Work request
Which lines of the records contain the word "into"? Copy each one.

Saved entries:
--- START ---

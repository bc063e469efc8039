//! Logging setup for hvmbuild.
//!
//! Set the `HVMBUILD_LOG` environment variable to control verbosity:
//! - `HVMBUILD_LOG=1` or `HVMBUILD_LOG=all` - debug output from every stage
//! - `HVMBUILD_LOG=hvmbuild::memory=trace` - any `EnvFilter` directive
//!
//! Without it only `info` and above are printed.

use std::sync::OnceLock;

use tracing_subscriber::filter::LevelFilter;
use tracing_subscriber::EnvFilter;

/// Environment variable read by [`init`].
pub const LOG_ENV: &str = "HVMBUILD_LOG";

static INIT: OnceLock<()> = OnceLock::new();

/// Filter for a given `HVMBUILD_LOG` value.
pub fn filter_from(value: Option<&str>) -> EnvFilter {
    let default = || EnvFilter::default().add_directive(LevelFilter::INFO.into());
    match value.map(str::trim) {
        None | Some("") => default(),
        Some(v) if v == "1" || v.eq_ignore_ascii_case("all") => {
            EnvFilter::default().add_directive(LevelFilter::DEBUG.into())
        }
        Some(v) => EnvFilter::try_new(v).unwrap_or_else(|_| default()),
    }
}

/// Install the global subscriber, writing to stderr. Later calls are no-ops.
pub fn init() {
    INIT.get_or_init(|| {
        let filter = filter_from(std::env::var(LOG_ENV).ok().as_deref());
        // Another subscriber may already be installed by the embedding program.
        let _ = tracing_subscriber::fmt()
            .with_writer(std::io::stderr)
            .with_env_filter(filter)
            .try_init();
    });
}

#[cfg(test)]
mod tests {
    use super::*;

    #[test]
    fn test_default_is_info() {
        assert_eq!(filter_from(None).to_string(), "info");
        assert_eq!(filter_from(Some("  ")).to_string(), "info");
    }

    #[test]
    fn test_all_enables_debug() {
        assert_eq!(filter_from(Some("1")).to_string(), "debug");
        assert_eq!(filter_from(Some("ALL")).to_string(), "debug");
    }

    #[test]
    fn test_directive_passthrough() {
        let filter = filter_from(Some("hvmbuild=trace"));
        assert_eq!(filter.to_string(), "hvmbuild=trace");
    }

    #[test]
    fn test_init_twice() {
        init();
        init();
    }
}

--- END ---

Exercise solution
    let default = || EnvFilter::default().add_directive(LevelFilter::INFO.into());
            EnvFilter::default().add_directive(LevelFilter::DEBUG.into())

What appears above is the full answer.